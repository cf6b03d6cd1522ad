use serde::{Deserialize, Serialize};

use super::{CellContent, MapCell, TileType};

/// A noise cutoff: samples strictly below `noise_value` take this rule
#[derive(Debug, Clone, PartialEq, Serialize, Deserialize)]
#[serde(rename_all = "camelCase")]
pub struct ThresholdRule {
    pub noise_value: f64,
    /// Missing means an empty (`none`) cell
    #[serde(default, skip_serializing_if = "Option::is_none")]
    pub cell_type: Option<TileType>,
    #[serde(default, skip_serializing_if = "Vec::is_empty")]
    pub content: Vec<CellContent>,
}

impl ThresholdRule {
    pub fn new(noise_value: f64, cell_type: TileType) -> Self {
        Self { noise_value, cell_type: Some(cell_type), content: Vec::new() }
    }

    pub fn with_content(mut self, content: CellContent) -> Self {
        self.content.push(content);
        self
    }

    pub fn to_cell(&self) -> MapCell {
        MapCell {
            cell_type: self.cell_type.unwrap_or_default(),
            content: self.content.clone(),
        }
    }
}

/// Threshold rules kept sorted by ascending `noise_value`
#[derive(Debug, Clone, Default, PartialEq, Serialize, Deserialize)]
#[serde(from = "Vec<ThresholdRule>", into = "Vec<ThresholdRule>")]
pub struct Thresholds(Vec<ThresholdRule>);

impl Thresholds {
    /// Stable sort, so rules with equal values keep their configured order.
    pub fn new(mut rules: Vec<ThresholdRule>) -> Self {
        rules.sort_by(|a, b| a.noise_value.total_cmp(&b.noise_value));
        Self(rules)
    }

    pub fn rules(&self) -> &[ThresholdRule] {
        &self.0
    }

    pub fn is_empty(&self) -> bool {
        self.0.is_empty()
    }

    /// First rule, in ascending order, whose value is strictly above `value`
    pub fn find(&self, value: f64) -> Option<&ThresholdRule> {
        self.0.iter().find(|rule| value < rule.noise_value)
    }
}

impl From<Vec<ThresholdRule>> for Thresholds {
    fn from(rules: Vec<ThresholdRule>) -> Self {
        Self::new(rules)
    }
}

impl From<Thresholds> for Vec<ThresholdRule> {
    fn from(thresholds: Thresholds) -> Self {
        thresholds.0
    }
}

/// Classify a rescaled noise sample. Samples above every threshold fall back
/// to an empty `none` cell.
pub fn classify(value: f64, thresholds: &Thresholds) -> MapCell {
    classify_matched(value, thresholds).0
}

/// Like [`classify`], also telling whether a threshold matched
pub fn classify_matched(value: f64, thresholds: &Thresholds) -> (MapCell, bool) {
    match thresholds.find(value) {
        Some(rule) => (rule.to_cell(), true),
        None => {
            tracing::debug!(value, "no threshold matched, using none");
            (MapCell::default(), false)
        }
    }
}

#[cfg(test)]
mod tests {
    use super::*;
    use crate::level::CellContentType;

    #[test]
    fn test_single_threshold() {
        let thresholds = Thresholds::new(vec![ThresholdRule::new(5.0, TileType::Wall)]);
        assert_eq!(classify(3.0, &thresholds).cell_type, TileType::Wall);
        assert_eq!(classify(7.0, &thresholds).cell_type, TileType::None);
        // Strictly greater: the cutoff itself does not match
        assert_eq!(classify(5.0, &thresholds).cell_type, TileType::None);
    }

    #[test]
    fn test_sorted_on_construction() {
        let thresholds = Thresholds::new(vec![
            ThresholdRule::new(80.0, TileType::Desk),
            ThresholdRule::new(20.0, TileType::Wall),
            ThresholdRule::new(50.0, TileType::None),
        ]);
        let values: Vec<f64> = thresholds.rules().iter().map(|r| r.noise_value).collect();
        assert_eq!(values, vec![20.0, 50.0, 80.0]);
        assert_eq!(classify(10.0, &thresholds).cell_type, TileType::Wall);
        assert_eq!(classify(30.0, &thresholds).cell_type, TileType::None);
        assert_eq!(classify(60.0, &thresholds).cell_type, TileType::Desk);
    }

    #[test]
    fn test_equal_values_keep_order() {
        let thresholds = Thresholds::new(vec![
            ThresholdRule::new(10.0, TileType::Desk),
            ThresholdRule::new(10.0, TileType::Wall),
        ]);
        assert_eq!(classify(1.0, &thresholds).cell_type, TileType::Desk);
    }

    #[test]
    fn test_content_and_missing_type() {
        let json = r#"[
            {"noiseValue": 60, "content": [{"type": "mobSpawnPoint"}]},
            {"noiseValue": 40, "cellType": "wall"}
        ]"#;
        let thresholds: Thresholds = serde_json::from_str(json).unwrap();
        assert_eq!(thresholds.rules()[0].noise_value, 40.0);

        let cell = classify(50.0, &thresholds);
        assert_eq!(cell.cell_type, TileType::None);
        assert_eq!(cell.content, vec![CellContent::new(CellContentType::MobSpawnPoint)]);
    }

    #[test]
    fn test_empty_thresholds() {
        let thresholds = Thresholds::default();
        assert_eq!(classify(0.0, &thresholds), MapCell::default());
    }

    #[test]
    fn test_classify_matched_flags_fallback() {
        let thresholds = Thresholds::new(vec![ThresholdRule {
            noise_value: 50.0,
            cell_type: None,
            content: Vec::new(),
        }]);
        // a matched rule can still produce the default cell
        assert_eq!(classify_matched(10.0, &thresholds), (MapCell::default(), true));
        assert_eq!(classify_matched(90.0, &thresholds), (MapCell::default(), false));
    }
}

#### [DIRECTIONS FOR THIS TASK]
Only the lines that contain the word "true" should be copied from the material.

#### [SOLUTION]
        Some(rule) => (rule.to_cell(), true),
        assert_eq!(classify_matched(10.0, &thresholds), (MapCell::default(), true));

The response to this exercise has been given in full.